Gunnera manicata wächst allerdings nur langsam und es kann einige Jahre dauern, bis sich wirklich zu einem Mammut auswächst. Die Staude bildet ein Rhizom und die Blattstiele bilden einen Horst, sodass eine Rhizomsperre wie für die meisten Bambusarten, nicht notwendig ist. Die kleinen, hellgrünen Blüten bilden einen mächtigen, kolbenförmigen Blütenstand, der bis zu 1 m hoch sein kann. Die Blütezeit ist im Juli/ August.

Die grünen Laubblätter sind rundlich und gelappt mit einer herzförmigen Basis und einem stacheligen Rand. Der Durchmessers eines Blattes kann bis zu 150 cm betragen. Auch die mattgrünen Blattstiele sind stachelig.

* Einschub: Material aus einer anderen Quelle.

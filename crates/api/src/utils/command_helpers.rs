//! Command execution helpers
//!
//! Provides utilities to reduce boilerplate when implementing commands with
//! timing and logging.

use std::future::Future;
use std::time::Instant;

use crate::utils::logging::{log_command_execution, ErrorLabel};

/// Execute a command with automatic timing and logging
///
/// # Example
///
/// ```rust,ignore
/// pub async fn my_command(ctx: &AppContext) -> Result<Value, BridgeError> {
///     execute_with_logging("my_module::my_command", || async {
///         do_something(ctx).await
///     })
///     .await
/// }
/// ```
pub async fn execute_with_logging<F, Fut, T, E>(command_name: &str, command_fn: F) -> Result<T, E>
where
    F: FnOnce() -> Fut,
    Fut: Future<Output = Result<T, E>>,
    E: ErrorLabel,
{
    let start = Instant::now();

    let result = command_fn().await;

    let error_type = result.as_ref().err().map(ErrorLabel::error_label);
    log_command_execution(command_name, start.elapsed(), error_type);

    result
}
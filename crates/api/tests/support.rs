use std::path::PathBuf;

use ficbridge_app::context::AppContext;
use ficbridge_domain::{ApiConfig, Config, ExecutionConfig, FailurePolicy};
use serde_json::Value;
use tempfile::TempDir;
use wiremock::MockServer;

/// Context wired to a mock API server.
pub fn context_for(server: &MockServer, policy: FailurePolicy) -> AppContext {
    let config = Config {
        api: ApiConfig { base_url: server.uri(), ..ApiConfig::default() },
        execution: ExecutionConfig { failure_policy: policy, ..ExecutionConfig::default() },
        ..Config::default()
    };
    AppContext::new_with_config(config).expect("context should build")
}

/// Write `contents` as JSON into `dir/name` and return the path.
pub fn write_json(dir: &TempDir, name: &str, contents: &Value) -> PathBuf {
    let path = dir.path().join(name);
    std::fs::write(&path, serde_json::to_vec_pretty(contents).expect("serializable"))
        .expect("file should be written");
    path
}
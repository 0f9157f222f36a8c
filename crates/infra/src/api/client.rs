//! Fatture in Cloud API client
//!
//! Implements the [`InvoicingApi`] port over HTTPS with bearer
//! authentication. One call is one request; the token is supplied per call
//! by the dispatcher and never logged.

use async_trait::async_trait;
use ficbridge_core::{ApiCall, InvoicingApi};
use ficbridge_domain::{AccessToken, ApiConfig, BridgeError, Result};
use reqwest::header::{ACCEPT, AUTHORIZATION};
use reqwest::StatusCode;
use serde_json::Value;
use tracing::{debug, info, instrument, warn};
use url::Url;

use super::errors::status_error;
use super::routes::Route;
use crate::errors::InfraError;
use crate::http::HttpClient;

/// Reqwest-backed [`InvoicingApi`]
#[derive(Clone)]
pub struct FicApiClient {
    http: HttpClient,
    base_url: Url,
}

impl FicApiClient {
    /// # Errors
    ///
    /// `BridgeError::Config` when `base_url` is not an absolute http(s) URL.
    pub fn new(http: HttpClient, base_url: &str) -> Result<Self> {
        let base_url = Url::parse(base_url.trim_end_matches('/'))
            .map_err(|e| BridgeError::Config(format!("Invalid API base URL '{base_url}': {e}")))?;

        if !matches!(base_url.scheme(), "http" | "https") {
            return Err(BridgeError::Config(format!(
                "API base URL must use http or https, got '{}'",
                base_url.scheme()
            )));
        }

        Ok(Self { http, base_url })
    }

    /// Client built from the `[api]` config section.
    pub fn from_config(config: &ApiConfig) -> Result<Self> {
        Self::new(HttpClient::from_config(config)?, &config.base_url)
    }

    pub fn base_url(&self) -> &Url {
        &self.base_url
    }

    fn url_for(&self, route: &Route) -> Result<Url> {
        let base = self.base_url.as_str().trim_end_matches('/');
        let mut url = Url::parse(&format!("{base}{}", route.path))
            .map_err(|e| BridgeError::Internal(format!("Invalid request path '{}': {e}", route.path)))?;

        if !route.query.is_empty() {
            url.query_pairs_mut().extend_pairs(route.query.iter().map(|(k, v)| (*k, v.as_str())));
        }

        Ok(url)
    }

    #[instrument(
        skip(self, token, name, route),
        fields(call = name, method = %route.method, path = %route.path)
    )]
    async fn execute(&self, token: &AccessToken, name: &'static str, route: Route) -> Result<Value> {
        let url = self.url_for(&route)?;

        let mut request = self
            .http
            .request(route.method, url)
            .header(AUTHORIZATION, format!("Bearer {}", token.expose()))
            .header(ACCEPT, "application/json");

        if let Some(body) = &route.body {
            request = request.json(body);
        }

        let response = self.http.send(request).await?;
        let status = response.status();
        let text = response.text().await.map_err(|e| BridgeError::from(InfraError::from(e)))?;

        if !status.is_success() {
            warn!(status = status.as_u16(), "API call rejected");
            return Err(status_error(status, &text));
        }

        // 204/205 carry no body by definition; deletes answer this way.
        if status == StatusCode::NO_CONTENT
            || status == StatusCode::RESET_CONTENT
            || text.trim().is_empty()
        {
            debug!(status = status.as_u16(), "API call returned no content");
            return Ok(Value::Null);
        }

        let body = serde_json::from_str(&text).map_err(|e| {
            BridgeError::Network(format!("Failed to parse response from {name}: {e}"))
        })?;

        info!(status = status.as_u16(), "API call succeeded");
        Ok(body)
    }
}

#[async_trait]
impl InvoicingApi for FicApiClient {
    async fn send(&self, token: &AccessToken, call: ApiCall) -> Result<Value> {
        let name = call.name();
        self.execute(token, name, Route::from(call)).await
    }
}

#[cfg(test)]
mod tests {
    use ficbridge_domain::DocumentType;
    use serde_json::json;
    use wiremock::matchers::{body_json, header, method, path, query_param};
    use wiremock::{Mock, MockServer, ResponseTemplate};

    use super::*;

    async fn client_for(server: &MockServer) -> FicApiClient {
        FicApiClient::new(HttpClient::new().expect("http client"), &server.uri()).expect("client")
    }

    fn token() -> AccessToken {
        AccessToken::new("test-token")
    }

    #[tokio::test]
    async fn sends_bearer_token_and_body() {
        let server = MockServer::start().await;
        Mock::given(method("POST"))
            .and(path("/c/1/entities/clients"))
            .and(header("authorization", "Bearer test-token"))
            .and(body_json(json!({ "data": { "name": "Acme" } })))
            .respond_with(ResponseTemplate::new(200).set_body_json(json!({ "data": { "id": 5 } })))
            .expect(1)
            .mount(&server)
            .await;

        let client = client_for(&server).await;
        let call = ApiCall::CreateClient { company_id: 1, body: json!({ "data": { "name": "Acme" } }) };
        let response = client.send(&token(), call).await.expect("response");

        assert_eq!(response, json!({ "data": { "id": 5 } }));
    }

    #[tokio::test]
    async fn list_documents_sends_type_query() {
        let server = MockServer::start().await;
        Mock::given(method("GET"))
            .and(path("/c/2/issued_documents"))
            .and(query_param("type", "invoice"))
            .respond_with(ResponseTemplate::new(200).set_body_json(json!({ "data": [] })))
            .expect(1)
            .mount(&server)
            .await;

        let client = client_for(&server).await;
        let call =
            ApiCall::ListIssuedDocuments { company_id: 2, document_type: DocumentType::Invoice };

        assert_eq!(client.send(&token(), call).await.expect("response"), json!({ "data": [] }));
    }

    #[tokio::test]
    async fn no_content_becomes_null() {
        let server = MockServer::start().await;
        Mock::given(method("DELETE"))
            .and(path("/c/1/entities/suppliers/3"))
            .respond_with(ResponseTemplate::new(204))
            .mount(&server)
            .await;

        let client = client_for(&server).await;
        let call = ApiCall::DeleteSupplier { company_id: 1, supplier_id: 3 };

        assert_eq!(client.send(&token(), call).await.expect("response"), Value::Null);
    }

    #[tokio::test]
    async fn error_status_becomes_external_api_error() {
        let server = MockServer::start().await;
        Mock::given(method("GET"))
            .and(path("/user/info"))
            .respond_with(
                ResponseTemplate::new(401)
                    .set_body_json(json!({ "error_description": "The access token is invalid" })),
            )
            .mount(&server)
            .await;

        let client = client_for(&server).await;
        let err = client.send(&token(), ApiCall::GetUserInfo).await.unwrap_err();

        match err {
            BridgeError::ExternalApi(failure) => {
                assert_eq!(failure.status, Some(401));
                assert_eq!(failure.status_text.as_deref(), Some("Unauthorized"));
                assert_eq!(failure.most_specific_message(), "The access token is invalid");
            }
            other => panic!("expected external API error, got {other:?}"),
        }
    }

    #[tokio::test]
    async fn base_url_path_prefix_is_kept() {
        let server = MockServer::start().await;
        Mock::given(method("GET"))
            .and(path("/v2/user/companies"))
            .respond_with(ResponseTemplate::new(200).set_body_json(json!({ "data": {} })))
            .expect(1)
            .mount(&server)
            .await;

        let client = FicApiClient::new(
            HttpClient::new().expect("http client"),
            &format!("{}/v2/", server.uri()),
        )
        .expect("client");

        client.send(&token(), ApiCall::ListUserCompanies).await.expect("response");
    }

    #[test]
    fn rejects_invalid_base_url() {
        let http = HttpClient::new().expect("http client");

        assert!(matches!(FicApiClient::new(http.clone(), "not a url"), Err(BridgeError::Config(_))));
        assert!(matches!(
            FicApiClient::new(http, "ftp://api.example.com"),
            Err(BridgeError::Config(_))
        ));
    }
}
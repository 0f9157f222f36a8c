//! Command-line interface definition

use std::path::PathBuf;

use clap::{Parser, Subcommand};

/// Run Fatture in Cloud operations as declarative batches
#[derive(Debug, Parser)]
#[command(name = "ficbridge", version, about)]
pub struct Cli {
    /// Config file (JSON or TOML); defaults to environment then probed files
    #[arg(long, global = true, value_name = "FILE")]
    pub config: Option<PathBuf>,

    #[command(subcommand)]
    pub command: Command,
}

#[derive(Debug, Subcommand)]
pub enum Command {
    /// List resources and their operations
    Resources,

    /// Print the compiled field schema as JSON
    Describe {
        /// Only fields shown for this resource
        #[arg(long)]
        resource: Option<String>,
    },

    /// Execute a batch file and print the result envelopes as JSON
    Run {
        /// Batch request JSON file
        #[arg(long, value_name = "FILE")]
        batch: PathBuf,

        /// Credentials JSON file; `FIC_ACCESS_TOKEN` is used when omitted
        #[arg(long, value_name = "FILE")]
        credentials: Option<PathBuf>,

        /// Report failing items and keep going instead of stopping
        #[arg(long)]
        continue_on_fail: bool,
    },

    /// Print the OAuth2 settings for the credential manager
    Oauth,
}

#[cfg(test)]
mod tests {
    use clap::CommandFactory;

    use super::*;

    #[test]
    fn definition_is_consistent() {
        Cli::command().debug_assert();
    }

    #[test]
    fn parses_run_flags() {
        let cli = Cli::parse_from([
            "ficbridge",
            "run",
            "--batch",
            "batch.json",
            "--continue-on-fail",
            "--config",
            "ficbridge.toml",
        ]);

        assert_eq!(cli.config, Some(PathBuf::from("ficbridge.toml")));
        match cli.command {
            Command::Run { batch, credentials, continue_on_fail } => {
                assert_eq!(batch, PathBuf::from("batch.json"));
                assert_eq!(credentials, None);
                assert!(continue_on_fail);
            }
            other => panic!("expected run, got {other:?}"),
        }
    }
}
//! Configuration loader
//!
//! Loads bridge configuration from environment variables or files.
//!
//! ## Loading Strategy
//! 1. First, attempts to load from environment variables
//! 2. If `FIC_API_BASE_URL` is unset, falls back to loading from file
//! 3. Probes multiple paths for config files
//! 4. Supports JSON and TOML formats
//!
//! ## Environment Variables
//! - `FIC_API_BASE_URL`: API base URL (required for environment mode)
//! - `FIC_HTTP_TIMEOUT_SECS`: Request timeout in seconds
//! - `FIC_USER_AGENT`: User agent sent with every request
//! - `FIC_LOG_LEVEL`: Tracing filter directive
//! - `FIC_LOG_JSON`: Emit JSON log lines (true/false)
//! - `FIC_FAILURE_POLICY`: `failFast` or `continue`
//! - `FIC_DEFAULT_LIMIT`: List limit for items that do not set one
//!
//! ## File Locations
//! The loader probes `ficbridge.{json,toml}` then `config.{json,toml}` in
//! the current working directory, then next to the executable.

use std::path::{Path, PathBuf};
use std::str::FromStr;

use ficbridge_domain::constants::MIN_LIST_LIMIT;
use ficbridge_domain::{BridgeError, Config, FailurePolicy, Result};

use crate::errors::InfraError;

const CONFIG_FILE_NAMES: &[&str] =
    &["ficbridge.json", "ficbridge.toml", "config.json", "config.toml"];

/// Load configuration with automatic fallback strategy
///
/// First attempts to load from environment variables. If the required
/// variable is missing, falls back to loading from a config file.
///
/// # Errors
/// Returns `BridgeError::Config` if:
/// - Configuration cannot be loaded from either source
/// - File format is invalid
/// - A variable or field has an invalid value
pub fn load() -> Result<Config> {
    match load_from_env() {
        Ok(config) => {
            tracing::info!("Configuration loaded from environment variables");
            Ok(config)
        }
        Err(e) => {
            tracing::debug!(error = ?e, "Failed to load from environment, trying file");
            load_from_file(None)
        }
    }
}

/// Load configuration from environment variables
///
/// `FIC_API_BASE_URL` must be present; every other variable falls back to
/// its default.
///
/// # Errors
/// Returns `BridgeError::Config` if the base URL is missing or a variable
/// has an invalid value.
pub fn load_from_env() -> Result<Config> {
    let mut config = Config::default();

    config.api.base_url = env_var("FIC_API_BASE_URL")?;
    if let Some(timeout) = env_parse::<u64>("FIC_HTTP_TIMEOUT_SECS")? {
        config.api.timeout_secs = timeout;
    }
    if let Ok(agent) = std::env::var("FIC_USER_AGENT") {
        config.api.user_agent = agent;
    }

    if let Ok(level) = std::env::var("FIC_LOG_LEVEL") {
        config.logging.level = level;
    }
    config.logging.json = env_bool("FIC_LOG_JSON", config.logging.json);

    if let Ok(policy) = std::env::var("FIC_FAILURE_POLICY") {
        config.execution.failure_policy =
            FailurePolicy::from_str(&policy).map_err(BridgeError::Config)?;
    }
    if let Some(limit) = env_parse::<usize>("FIC_DEFAULT_LIMIT")? {
        config.execution.default_limit = limit;
    }

    validate(config)
}

/// Load configuration from a file
///
/// If `path` is `None`, probes multiple locations for config files.
/// Supports both JSON and TOML formats (detected by file extension).
/// Sections and fields left out of the file keep their defaults.
///
/// # Errors
/// Returns `BridgeError::Config` if:
/// - File not found (when path is specified)
/// - No config file found (when path is `None`)
/// - File format is invalid
pub fn load_from_file(path: Option<PathBuf>) -> Result<Config> {
    let config_path = match path {
        Some(p) => {
            if !p.exists() {
                return Err(BridgeError::Config(format!(
                    "Config file not found: {}",
                    p.display()
                )));
            }
            p
        }
        None => probe_config_paths().ok_or_else(|| {
            BridgeError::Config("No config file found in any of the standard locations".to_string())
        })?,
    };

    tracing::info!(path = %config_path.display(), "Loading configuration from file");

    let contents =
        std::fs::read_to_string(&config_path).map_err(|e| BridgeError::from(InfraError::from(e)))?;

    parse_config(&contents, &config_path).and_then(validate)
}

/// Parse configuration from string content
///
/// Format is detected by file extension (`.json` or `.toml`).
fn parse_config(contents: &str, path: &Path) -> Result<Config> {
    let extension = path.extension().and_then(|e| e.to_str()).unwrap_or("json");

    match extension {
        "toml" => toml::from_str(contents).map_err(|e| InfraError::from(e).into()),
        "json" => serde_json::from_str(contents).map_err(|e| InfraError::from(e).into()),
        _ => Err(BridgeError::Config(format!("Unsupported config format: {extension}"))),
    }
}

fn validate(config: Config) -> Result<Config> {
    if config.api.base_url.trim().is_empty() {
        return Err(BridgeError::Config("API base URL must not be empty".into()));
    }
    if config.api.timeout_secs == 0 {
        return Err(BridgeError::Config("HTTP timeout must be greater than zero".into()));
    }
    if config.execution.default_limit < MIN_LIST_LIMIT {
        return Err(BridgeError::Config(format!(
            "Default list limit must be at least {MIN_LIST_LIMIT}"
        )));
    }
    Ok(config)
}

/// Probe multiple paths for configuration files
///
/// Searches the current working directory, then the executable's
/// directory, for `ficbridge.{json,toml}` and `config.{json,toml}`.
///
/// # Returns
/// The first config file found, or `None` if no file exists.
pub fn probe_config_paths() -> Option<PathBuf> {
    let mut roots = Vec::new();

    if let Ok(cwd) = std::env::current_dir() {
        roots.push(cwd);
    }

    if let Ok(exe_path) = std::env::current_exe() {
        if let Some(exe_dir) = exe_path.parent() {
            roots.push(exe_dir.to_path_buf());
        }
    }

    roots
        .iter()
        .flat_map(|root| CONFIG_FILE_NAMES.iter().map(move |name| root.join(name)))
        .find(|path| path.exists())
}

/// Get required environment variable
fn env_var(key: &str) -> Result<String> {
    std::env::var(key)
        .map_err(|_| BridgeError::Config(format!("Missing required environment variable: {key}")))
}

/// Parse an optional environment variable; `None` when unset.
fn env_parse<T>(key: &str) -> Result<Option<T>>
where
    T: FromStr,
    T::Err: std::fmt::Display,
{
    std::env::var(key)
        .ok()
        .map(|raw| {
            raw.trim()
                .parse::<T>()
                .map_err(|e| BridgeError::Config(format!("Invalid value for {key}: {e}")))
        })
        .transpose()
}

/// Parse boolean from environment variable
///
/// Accepts: `1`/`0`, `true`/`false`, `yes`/`no`, `on`/`off` (case-insensitive)
fn env_bool(key: &str, default: bool) -> bool {
    std::env::var(key)
        .ok()
        .map(|s| matches!(s.to_ascii_lowercase().as_str(), "1" | "true" | "yes" | "on"))
        .unwrap_or(default)
}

Das Mammutblatt braucht einen sonnigen, aber windgeschützten Platz mit einem permanent feuchten und nährstoffreichen Boden. Bei uns in Mitteleuropa ist das Mammutblatt nicht völlig winterhart. Deshalb braucht es zumindest in den ersten Jahren einen Winterschutz, vor allem, um es vor Kahlfrost zu schützen. Auch wenn im Herbst die oberirdischen Pflanzenteile absterben und erst im Frühjahr wieder aus dem Rhizom neu austreiben.

Die reifen Samen kann man aussäen. Das Aussaatgefäß muss dann aber frostfrei überwintert werden.